Am Dienstag kam es zu zwei schweren Arbeitsunfällen in der Steiermark: In Stainach stürzte ein Dachdecker aus einer Höhe von rund fünf Metern von einem Baugerüst. In Kirchberg an der Raab geriet ein Landwirt mit seiner Hand in eine Förderschnecke. Beide Männer wurden schwer verletzt.
Gegen 7.50 Uhr am Dienstagmorgen wurden die Einsatzkräfte zu einer Baustelle in Stainach (Bezirk Liezen) gerufen. Ein 43-jähriger Dachdecker hatte aus bislang unbekannter Ursache auf einem Gerüst das Gleichgewicht verloren und war etwa fünf Meter in die Tiefe gestürzt. Der Mann schlug mit dem Rücken auf einer Wiese neben dem Gebäude auf.

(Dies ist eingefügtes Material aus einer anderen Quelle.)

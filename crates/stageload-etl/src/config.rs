//! Configuration management

use std::path::PathBuf;

use stageload_common::{EtlError, Result};

// ============================================================================
// Configuration Constants
// ============================================================================

/// Default database host.
pub const DEFAULT_DB_HOST: &str = "localhost";

/// Default database port.
pub const DEFAULT_DB_PORT: u16 = 5432;

/// Default database name.
pub const DEFAULT_DB_NAME: &str = "staging";

/// Default database user.
pub const DEFAULT_DB_USER: &str = "postgres";

/// Default directory holding the input extracts.
pub const DEFAULT_DATA_DIR: &str = "./data";

/// Default staging namespace the loaders write into.
pub const DEFAULT_STAGING_SCHEMA: &str = "ds";

/// Default schema of the audit log table.
pub const DEFAULT_AUDIT_SCHEMA: &str = "logs";

/// Default audit log table name.
pub const DEFAULT_AUDIT_TABLE: &str = "etl_logs";

/// Tables refreshed by the pipeline, in load order. The order is fixed so
/// runs are deterministic and reference data lands before fact data.
pub const STAGING_TABLES: &[&str] = &[
    "ft_balance_f",
    "ft_posting_f",
    "md_account_d",
    "md_currency_d",
    "md_exchange_rate_d",
    "md_ledger_account_s",
];

/// Pipeline configuration
#[derive(Debug, Clone)]
pub struct EtlConfig {
    pub database: DatabaseConfig,
    /// Directory containing one `<table>.csv` extract per staging table.
    pub data_dir: PathBuf,
    pub staging_schema: String,
    pub audit: AuditConfig,
}

/// Database connection parameters
#[derive(Debug, Clone)]
pub struct DatabaseConfig {
    pub host: String,
    pub port: u16,
    pub database: String,
    pub user: String,
    pub password: String,
}

/// Audit store location
#[derive(Debug, Clone)]
pub struct AuditConfig {
    pub schema: String,
    pub table: String,
}

impl EtlConfig {
    /// Load configuration from environment and defaults.
    ///
    /// Environment variables: `STAGELOAD_DB_HOST`, `STAGELOAD_DB_PORT`,
    /// `STAGELOAD_DB_NAME`, `STAGELOAD_DB_USER`, `STAGELOAD_DB_PASSWORD`,
    /// `STAGELOAD_DATA_DIR`, `STAGELOAD_STAGING_SCHEMA`,
    /// `STAGELOAD_AUDIT_SCHEMA`, `STAGELOAD_AUDIT_TABLE`. A `.env` file is
    /// honored if present.
    pub fn load() -> Result<Self> {
        dotenvy::dotenv().ok();

        let config = EtlConfig {
            database: DatabaseConfig {
                host: env_or("STAGELOAD_DB_HOST", DEFAULT_DB_HOST),
                port: env_parse("STAGELOAD_DB_PORT", DEFAULT_DB_PORT),
                database: env_or("STAGELOAD_DB_NAME", DEFAULT_DB_NAME),
                user: env_or("STAGELOAD_DB_USER", DEFAULT_DB_USER),
                password: std::env::var("STAGELOAD_DB_PASSWORD").unwrap_or_default(),
            },
            data_dir: PathBuf::from(env_or("STAGELOAD_DATA_DIR", DEFAULT_DATA_DIR)),
            staging_schema: env_or("STAGELOAD_STAGING_SCHEMA", DEFAULT_STAGING_SCHEMA),
            audit: AuditConfig {
                schema: env_or("STAGELOAD_AUDIT_SCHEMA", DEFAULT_AUDIT_SCHEMA),
                table: env_or("STAGELOAD_AUDIT_TABLE", DEFAULT_AUDIT_TABLE),
            },
        };

        config.validate()?;

        Ok(config)
    }

    /// Validate configuration
    pub fn validate(&self) -> Result<()> {
        if self.database.port == 0 {
            return Err(EtlError::Config(
                "database port must be greater than 0".to_string(),
            ));
        }
        if self.database.database.is_empty() {
            return Err(EtlError::Config("database name cannot be empty".to_string()));
        }
        if self.database.user.is_empty() {
            return Err(EtlError::Config("database user cannot be empty".to_string()));
        }
        crate::sql::validate_ident(&self.staging_schema)?;
        crate::sql::validate_ident(&self.audit.schema)?;
        crate::sql::validate_ident(&self.audit.table)?;
        Ok(())
    }

    /// Ordered table-to-file mapping: one `<table>.csv` per staging table
    /// under the data directory.
    pub fn input_files(&self) -> Vec<(&'static str, PathBuf)> {
        STAGING_TABLES
            .iter()
            .map(|table| (*table, self.data_dir.join(format!("{table}.csv"))))
            .collect()
    }
}

impl Default for EtlConfig {
    fn default() -> Self {
        Self {
            database: DatabaseConfig {
                host: DEFAULT_DB_HOST.to_string(),
                port: DEFAULT_DB_PORT,
                database: DEFAULT_DB_NAME.to_string(),
                user: DEFAULT_DB_USER.to_string(),
                password: String::new(),
            },
            data_dir: PathBuf::from(DEFAULT_DATA_DIR),
            staging_schema: DEFAULT_STAGING_SCHEMA.to_string(),
            audit: AuditConfig {
                schema: DEFAULT_AUDIT_SCHEMA.to_string(),
                table: DEFAULT_AUDIT_TABLE.to_string(),
            },
        }
    }
}

fn env_or(key: &str, default: &str) -> String {
    std::env::var(key).unwrap_or_else(|_| default.to_string())
}

fn env_parse<T: std::str::FromStr>(key: &str, default: T) -> T {
    std::env::var(key)
        .ok()
        .and_then(|s| s.parse().ok())
        .unwrap_or(default)
}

Dabei wurde er schwer verletzt und musste mit dem Rettungshubschrauber in das UKH Linz gebracht werden. Der zuständige Arbeitsinspektor der Außenstelle Leoben wurde über den Vorfall informiert. Die Baustelle wurde bis auf Weiteres gesperrt.
Mit Hand in Förderschnecke
Gegen 12.30 Uhr kam es im Bezirk Südoststeiermark zu einem weiteren schweren Arbeitsunfall. Ein 39-jähriger Mann führte Reinigungsarbeiten an einer Futter-Förderschnecke auf einem landwirtschaftlichen Betrieb in Kirchberg an der Raab durch. Dabei geriet er mit der rechten Hand in die Maschine und verletzte sich schwer.
Der Landwirt wurde vom Roten Kreuz medizinisch erstversorgt und anschließend in das LKH Feldbach gebracht. Zum Unfallzeitpunkt arbeitete der Mann alleine auf seinem Betrieb. Ermittlungen der Polizei ergaben keine Hinweise auf eine Fremdbeteiligung.